## EXERCISE
If a line in the data below contains the word "println", copy it out.

## DATASET EXCERPTS
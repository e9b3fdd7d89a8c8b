#[cfg(not(feature = "serde"))]
fn main() {
    println!("enable the `serde` feature: cargo run --example save_load --features serde");
}

#[cfg(feature = "serde")]
fn main() -> cascade_net::Result<()> {
    use cascade_net::{CascadeConfig, CascadeNetwork};

    env_logger::init();

    type Net = CascadeNetwork<4, 1, 2, 10>;

    let net = Net::new_with_seed(0);

    let json_path = "target/tmp_cascade.json";
    let bin_path = "target/tmp_cascade.bin";
    net.save_json(json_path)?;
    net.save_bincode(bin_path)?;

    let from_json = Net::load_json(CascadeConfig::default(), json_path)?;
    let from_bin = Net::load_bincode(CascadeConfig::default(), bin_path)?;
    assert_eq!(from_json.weights(), net.weights());
    assert_eq!(from_bin.weights(), net.weights());

    println!(
        "saved and loaded {} weights: {json_path}, {bin_path}",
        net.weights().len()
    );
    Ok(())
}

## WRITTEN ANSWER
    println!("enable the `serde` feature: cargo run --example save_load --features serde");
    println!(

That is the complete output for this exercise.